Ese ademán, el de acompañar la escritura académica de la filosofía de una prosa personal, se verifica, como decíamos, a principios de los 70, con los textos que Rossi publica en Plural y que luego integrarán Manual del distraído. Pero sus orígenes tal vez habría que encontrarlos en aquellas visitas a la librería de Poblet, en el Buenos Aires peronista Es entonces que Rossi descubre el misterio de la “página perfecta” de Borges y, a la vez, el desvanecimiento de toda noción de trascendencia del arte literario.

Para leer a Borges, Rossi toma como guía la propia lectura borgiana de Cervantes y Kafka y llega a la conclusión de que así como es ardua la hechura del genio literario, su legado puede decidirse de la manera más vulgar. Escribir la página perfecta, dice Rossi, puede ser un acto de orfebrería –afinar la sintaxis, calificar el verbo, innovar el estilo…- pero el destino del genio no es otro que “formar parte de la normalidad del idioma”. Una vez que se ha producido esa rutinización del genio, cuando Kafka y lo karfkiano, Borges y borgiano, se vuelven naturales, la “pagina perfecta” comienza a ser leída sin asombro.

Una idea más pudo haber adquirido el joven Rossi en sus visitas a la librería de Poblet: la de la literatura como continuación de la filosofía por otros medios. Decíamos que Rossi leyó a José Ortega y Gasset en el Buenos Aires de mediados del siglo. Pero, ¿cómo lo leyó, como ensayista o como filósofo? En un texto de madurez, “Lenguaje y filosofía en Ortega”, incluido en Cartas credenciales (1999), parecía confesar que en su juventud dio crédito a aquel falso dilema: “por fortuna ha pasado ya la época en que nos preguntábamos si José Ortega y Gasset era o no era un filósofo. Una pregunta que hoy se nos antoja ociosa –parasitaria- y teóricamente ingenua”.
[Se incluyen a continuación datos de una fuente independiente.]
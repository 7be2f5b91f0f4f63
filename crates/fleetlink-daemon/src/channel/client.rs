//! One persistent push channel to a relay host.
//!
//! A connected channel runs two background tasks: the inbound pump, which
//! decodes and dispatches events strictly in arrival order, and the keepalive
//! loop, which pings the relay on a fixed period. Both exit when the channel
//! is closed or the transport fails. Reconnecting is the caller's business.

use std::sync::Arc;
use std::sync::atomic::{AtomicBool, Ordering};
use std::time::Duration;

use chrono::{DateTime, Utc};
use futures_util::stream::{SplitSink, SplitStream};
use futures_util::{SinkExt, StreamExt};
use parking_lot::RwLock;
use serde_json::Value;
use tokio::net::TcpStream;
use tokio::sync::{Mutex, watch};
use tokio_tungstenite::tungstenite::{self, Message};
use tokio_tungstenite::{MaybeTlsStream, WebSocketStream, connect_async};
use tracing::{debug, info, trace, warn};

use super::config::ChannelOptions;
use super::error::ChannelError;
use super::event::{ActionRequest, ChannelEvent};

type WsStream = WebSocketStream<MaybeTlsStream<TcpStream>>;
type WsSink = SplitSink<WsStream, Message>;
type WsSource = SplitStream<WsStream>;

/// Receives `(device_id, payload, timestamp)` for status and settings events.
pub type PayloadHandler = Arc<dyn Fn(&str, &Value, DateTime<Utc>) + Send + Sync>;
/// Receives `(device_id, online, timestamp)`.
pub type OnlineHandler = Arc<dyn Fn(&str, bool, DateTime<Utc>) + Send + Sync>;
/// Sees every inbound message that parsed as JSON, before typed dispatch.
pub type RawHandler = Arc<dyn Fn(&Value) + Send + Sync>;
/// Called once when the inbound pump hits a transport failure.
pub type ErrorHandler = Arc<dyn Fn(&ChannelError) + Send + Sync>;

/// Event observers for one channel.
///
/// Handlers run on the channel's inbound task, one message at a time. They
/// must not block.
#[derive(Clone, Default)]
pub struct ChannelHandlers {
    pub on_status: Option<PayloadHandler>,
    pub on_settings: Option<PayloadHandler>,
    pub on_online: Option<OnlineHandler>,
    pub on_raw: Option<RawHandler>,
    pub on_error: Option<ErrorHandler>,
}

impl ChannelHandlers {
    #[must_use]
    pub fn with_status(
        mut self,
        f: impl Fn(&str, &Value, DateTime<Utc>) + Send + Sync + 'static,
    ) -> Self {
        self.on_status = Some(Arc::new(f));
        self
    }

    #[must_use]
    pub fn with_settings(
        mut self,
        f: impl Fn(&str, &Value, DateTime<Utc>) + Send + Sync + 'static,
    ) -> Self {
        self.on_settings = Some(Arc::new(f));
        self
    }

    #[must_use]
    pub fn with_online(
        mut self,
        f: impl Fn(&str, bool, DateTime<Utc>) + Send + Sync + 'static,
    ) -> Self {
        self.on_online = Some(Arc::new(f));
        self
    }

    #[must_use]
    pub fn with_raw(mut self, f: impl Fn(&Value) + Send + Sync + 'static) -> Self {
        self.on_raw = Some(Arc::new(f));
        self
    }

    #[must_use]
    pub fn with_error(mut self, f: impl Fn(&ChannelError) + Send + Sync + 'static) -> Self {
        self.on_error = Some(Arc::new(f));
        self
    }
}

struct Shared {
    host: String,
    /// Write half; `None` once closed or after a read failure.
    sink: Mutex<Option<WsSink>>,
    closed: AtomicBool,
    alive: AtomicBool,
    close_tx: watch::Sender<bool>,
    handlers: RwLock<ChannelHandlers>,
}

/// Handle to a connected push channel. Clones share the same connection.
#[derive(Clone)]
pub struct PushChannel {
    shared: Arc<Shared>,
}

impl std::fmt::Debug for PushChannel {
    fn fmt(&self, f: &mut std::fmt::Formatter<'_>) -> std::fmt::Result {
        f.debug_struct("PushChannel")
            .field("host", &self.shared.host)
            .field("closed", &self.is_closed())
            .field("alive", &self.is_alive())
            .finish()
    }
}

impl PushChannel {
    /// Dial `host` and start the inbound and keepalive tasks.
    pub async fn connect(
        host: &str,
        token: &str,
        options: &ChannelOptions,
        handlers: ChannelHandlers,
    ) -> Result<Self, ChannelError> {
        let url = options.url(host, token);
        let (ws, _response) = connect_async(url.as_str()).await.map_err(|e| ChannelError::Connect {
            host: host.to_string(),
            reason: e.to_string(),
        })?;
        let (sink, source) = ws.split();
        let (close_tx, _) = watch::channel(false);

        let shared = Arc::new(Shared {
            host: host.to_string(),
            sink: Mutex::new(Some(sink)),
            closed: AtomicBool::new(false),
            alive: AtomicBool::new(true),
            close_tx,
            handlers: RwLock::new(handlers),
        });

        tokio::spawn(inbound_loop(
            Arc::clone(&shared),
            source,
            shared.close_tx.subscribe(),
        ));
        tokio::spawn(keepalive_loop(
            Arc::clone(&shared),
            options.keepalive_interval,
            options.ping_timeout,
            shared.close_tx.subscribe(),
        ));

        info!(host = %host, secure = options.secure, "Push channel connected");
        Ok(Self { shared })
    }

    pub fn host(&self) -> &str {
        &self.shared.host
    }

    /// Explicitly closed via [`close`](Self::close).
    pub fn is_closed(&self) -> bool {
        self.shared.closed.load(Ordering::SeqCst)
    }

    /// Not closed and the transport has not failed.
    pub fn is_alive(&self) -> bool {
        !self.is_closed() && self.shared.alive.load(Ordering::SeqCst)
    }

    pub fn on_status_change(
        &self,
        f: impl Fn(&str, &Value, DateTime<Utc>) + Send + Sync + 'static,
    ) {
        self.shared.handlers.write().on_status = Some(Arc::new(f));
    }

    pub fn on_settings_change(
        &self,
        f: impl Fn(&str, &Value, DateTime<Utc>) + Send + Sync + 'static,
    ) {
        self.shared.handlers.write().on_settings = Some(Arc::new(f));
    }

    pub fn on_online_change(&self, f: impl Fn(&str, bool, DateTime<Utc>) + Send + Sync + 'static) {
        self.shared.handlers.write().on_online = Some(Arc::new(f));
    }

    pub fn on_raw_message(&self, f: impl Fn(&Value) + Send + Sync + 'static) {
        self.shared.handlers.write().on_raw = Some(Arc::new(f));
    }

    pub fn on_error(&self, f: impl Fn(&ChannelError) + Send + Sync + 'static) {
        self.shared.handlers.write().on_error = Some(Arc::new(f));
    }

    /// Send an action request for `device_id`.
    pub async fn send_command(
        &self,
        device_id: &str,
        action: &str,
        params: &Value,
    ) -> Result<(), ChannelError> {
        if self.is_closed() {
            return Err(ChannelError::Closed);
        }
        let payload = serde_json::to_string(&ActionRequest::new(device_id, action, params))
            .map_err(|e| ChannelError::Encode(e.to_string()))?;

        let mut guard = self.shared.sink.lock().await;
        let sink = guard.as_mut().ok_or(ChannelError::Closed)?;
        sink.send(Message::Text(payload))
            .await
            .map_err(|e| ChannelError::Send(e.to_string()))?;
        debug!(host = %self.shared.host, device_id, action, "Command sent");
        Ok(())
    }

    /// Close the channel. Only the first call has any effect; later calls
    /// return `Ok(())`.
    pub async fn close(&self) -> Result<(), ChannelError> {
        if self.shared.closed.swap(true, Ordering::SeqCst) {
            return Ok(());
        }
        self.shared.close_tx.send_replace(true);

        let sink = self.shared.sink.lock().await.take();
        info!(host = %self.shared.host, "Push channel closed");
        let Some(mut sink) = sink else {
            return Ok(());
        };
        match sink.close().await {
            Ok(())
            | Err(tungstenite::Error::ConnectionClosed | tungstenite::Error::AlreadyClosed) => {
                Ok(())
            }
            Err(e) => Err(ChannelError::Send(e.to_string())),
        }
    }
}

impl Shared {
    fn handlers(&self) -> ChannelHandlers {
        self.handlers.read().clone()
    }

    /// Decode one message and hand it to the registered observers.
    fn dispatch(&self, bytes: &[u8]) {
        let value: Value = match serde_json::from_slice(bytes) {
            Ok(v) => v,
            Err(e) => {
                warn!(host = %self.host, error = %e, "Dropping malformed message");
                return;
            }
        };
        let handlers = self.handlers();
        if let Some(raw) = &handlers.on_raw {
            raw(&value);
        }

        match ChannelEvent::decode(&value) {
            Ok(ChannelEvent::StatusChanged {
                device_id,
                status,
                timestamp,
            }) => {
                if let Some(f) = &handlers.on_status {
                    f(&device_id, &status, timestamp);
                }
            }
            Ok(ChannelEvent::SettingsChanged {
                device_id,
                settings,
                timestamp,
            }) => {
                if let Some(f) = &handlers.on_settings {
                    f(&device_id, &settings, timestamp);
                }
            }
            Ok(ChannelEvent::OnlineChanged {
                device_id,
                online,
                timestamp,
            }) => {
                if let Some(f) = &handlers.on_online {
                    f(&device_id, online, timestamp);
                }
            }
            Ok(ChannelEvent::Unrecognized { event }) => {
                debug!(host = %self.host, event = %event, "Ignoring unrecognized event");
            }
            Err(e) => {
                warn!(host = %self.host, error = %e, "Dropping undecodable event");
            }
        }
    }

    /// Record a transport failure unless the channel was closed on purpose.
    async fn fail(&self, error: ChannelError) {
        if self.closed.load(Ordering::SeqCst) {
            return;
        }
        self.alive.store(false, Ordering::SeqCst);
        self.sink.lock().await.take();
        warn!(host = %self.host, error = %error, "Push channel transport failed");
        if let Some(f) = self.handlers().on_error {
            f(&error);
        }
    }
}

async fn inbound_loop(
    shared: Arc<Shared>,
    mut source: WsSource,
    mut close_rx: watch::Receiver<bool>,
) {
    loop {
        let next = tokio::select! {
            _ = close_rx.changed() => break,
            next = source.next() => next,
        };
        match next {
            Some(Ok(Message::Text(text))) => shared.dispatch(text.as_bytes()),
            Some(Ok(Message::Binary(data))) => shared.dispatch(&data),
            Some(Ok(Message::Ping(_) | Message::Pong(_) | Message::Frame(_))) => {
                trace!(host = %shared.host, "Control frame");
            }
            Some(Ok(Message::Close(frame))) => {
                let reason = frame.map_or_else(
                    || "closed by relay".to_string(),
                    |f| format!("closed by relay: {} {}", f.code, f.reason),
                );
                shared.fail(ChannelError::Read(reason)).await;
                break;
            }
            Some(Err(e)) => {
                shared.fail(ChannelError::Read(e.to_string())).await;
                break;
            }
            None => {
                shared.fail(ChannelError::Read("stream ended".to_string())).await;
                break;
            }
        }
    }
    debug!(host = %shared.host, "Inbound loop exited");
}

async fn keepalive_loop(
    shared: Arc<Shared>,
    period: Duration,
    ping_timeout: Duration,
    mut close_rx: watch::Receiver<bool>,
) {
    let mut timer = tokio::time::interval(period);
    timer.tick().await; // Skip first immediate tick

    loop {
        tokio::select! {
            _ = close_rx.changed() => break,
            _ = timer.tick() => {
                let mut guard = shared.sink.lock().await;
                let Some(sink) = guard.as_mut() else { break };
                let ping = sink.send(Message::Ping(Vec::new()));
                match tokio::time::timeout(ping_timeout, ping).await {
                    Ok(Ok(())) => trace!(host = %shared.host, "Ping sent"),
                    Ok(Err(e)) => {
                        debug!(host = %shared.host, error = %e, "Ping failed");
                        break;
                    }
                    Err(_) => {
                        warn!(host = %shared.host, "Ping timed out");
                        break;
                    }
                }
            }
        }
    }
    debug!(host = %shared.host, "Keepalive loop exited");
}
Ortega representó para la generación de Rossi una combinación insólita entre un par hispánico de Simmel, Spengler, Scheler, Dilthey, Curtius o, incluso, Heidegger, y un crítico cultural, capaz de manejarse, como el más hábil escritor o periodista, en las páginas de opinión o los suplementos literarios. Pero por la misma razón que la “página perfecta” de Borges se volvió normal en la segunda mitad del siglo XX, la coexistencia en una misma persona del filósofo y el escritor dejó de ser una rareza orteguiana. A pesar de esta certidumbre, Rossi supo admirar a quienes no dieron el salto al ensayo y se mantuvieron leales a la filosofía profesional, como su maestro José Gaos.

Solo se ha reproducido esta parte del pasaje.